**The task**
Once every line below has been checked for "LeaderboardRow", give only the number of lines that have it.

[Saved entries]
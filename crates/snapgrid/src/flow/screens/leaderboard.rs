//! Leaderboard screen - the fetched ranking table.

use crossterm::event::{KeyCode, KeyEvent};
use derive_getters::Getters;
use ratatui::{
    Frame,
    layout::{Alignment, Constraint, Direction, Layout},
    style::{Color, Modifier, Style},
    widgets::{Block, Borders, Cell, Paragraph, Row, Table},
};
use tracing::{info, instrument, warn};

use crate::client::LeaderboardClient;
use crate::flow::screen::{FlowContext, Screen, ScreenTransition};
use crate::format::{Level, format_mmss};
use snapgrid_server::{DEFAULT_LIMIT, LeaderboardRow};

/// State for the leaderboard screen.
///
/// Rows are fetched once, before the screen is shown; a fetch failure is
/// remembered and rendered instead of the table.
#[derive(Debug, Getters)]
pub struct LeaderboardScreen {
    rows: Vec<LeaderboardRow>,
    error_message: Option<String>,
}

impl LeaderboardScreen {
    /// Fetches the current top of the board.
    #[instrument(skip(client))]
    pub async fn load(client: &LeaderboardClient) -> Self {
        match client.fetch_top(DEFAULT_LIMIT).await {
            Ok(rows) => {
                info!(count = rows.len(), "Leaderboard loaded");
                Self {
                    rows,
                    error_message: None,
                }
            }
            Err(e) => {
                warn!(error = %e, "Failed to load leaderboard");
                Self {
                    rows: Vec::new(),
                    error_message: Some("Could not reach the leaderboard service".to_string()),
                }
            }
        }
    }
}

impl Screen for LeaderboardScreen {
    #[instrument(skip(self, frame, _ctx))]
    fn render(&self, frame: &mut Frame, _ctx: &FlowContext) {
        let area = frame.area();
        let chunks = Layout::default()
            .direction(Direction::Vertical)
            .constraints([
                Constraint::Length(3),
                Constraint::Min(5),
                Constraint::Length(3),
            ])
            .split(area);

        let title = Paragraph::new("Leaderboard")
            .style(
                Style::default()
                    .fg(Color::Cyan)
                    .add_modifier(Modifier::BOLD),
            )
            .alignment(Alignment::Center)
            .block(Block::default().borders(Borders::ALL));
        frame.render_widget(title, chunks[0]);

        if let Some(error) = &self.error_message {
            let message = Paragraph::new(error.as_str())
                .style(Style::default().fg(Color::Red))
                .alignment(Alignment::Center)
                .block(Block::default().borders(Borders::ALL));
            frame.render_widget(message, chunks[1]);
        } else if self.rows.is_empty() {
            let message = Paragraph::new("No scores yet. Be the first!")
                .style(Style::default().fg(Color::Yellow))
                .alignment(Alignment::Center)
                .block(Block::default().borders(Borders::ALL));
            frame.render_widget(message, chunks[1]);
        } else {
            let header = Row::new(vec![
                Cell::from("Rank").style(Style::default().add_modifier(Modifier::BOLD)),
                Cell::from("Name").style(Style::default().add_modifier(Modifier::BOLD)),
                Cell::from("Level").style(Style::default().add_modifier(Modifier::BOLD)),
                Cell::from("Moves").style(Style::default().add_modifier(Modifier::BOLD)),
                Cell::from("Time").style(Style::default().add_modifier(Modifier::BOLD)),
            ])
            .style(Style::default().fg(Color::Yellow));

            let rows: Vec<Row> = self
                .rows
                .iter()
                .enumerate()
                .map(|(index, row)| {
                    let style = if index == 0 {
                        Style::default().fg(Color::Yellow)
                    } else {
                        Style::default()
                    };
                    Row::new(vec![
                        Cell::from((index + 1).to_string()),
                        Cell::from(row.name.as_str()),
                        Cell::from(Level::label_for(row.level)),
                        Cell::from(row.moves.to_string()),
                        Cell::from(format_mmss(row.time_seconds.max(0) as u32)),
                    ])
                    .style(style)
                })
                .collect();

            let widths = [
                Constraint::Percentage(10),
                Constraint::Percentage(35),
                Constraint::Percentage(20),
                Constraint::Percentage(15),
                Constraint::Percentage(20),
            ];
            let table = Table::new(rows, widths).header(header).block(
                Block::default()
                    .borders(Borders::ALL)
                    .title("Top Scores (fewest moves first)"),
            );
            frame.render_widget(table, chunks[1]);
        }

        let help = Paragraph::new("Esc / h: Home | q: Quit")
            .style(Style::default().fg(Color::DarkGray))
            .alignment(Alignment::Center)
            .block(Block::default().borders(Borders::ALL));
        frame.render_widget(help, chunks[2]);
    }

    #[instrument(skip(self, key, _ctx))]
    fn handle_key(&mut self, key: KeyEvent, _ctx: &FlowContext) -> ScreenTransition {
        match key.code {
            KeyCode::Esc | KeyCode::Char('h') | KeyCode::Char('H') => {
                info!("Returning home from leaderboard");
                ScreenTransition::GoToHome
            }
            KeyCode::Char('q') | KeyCode::Char('Q') => ScreenTransition::Quit,
            _ => ScreenTransition::Stay,
        }
    }
}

**Solution to this exercise**
2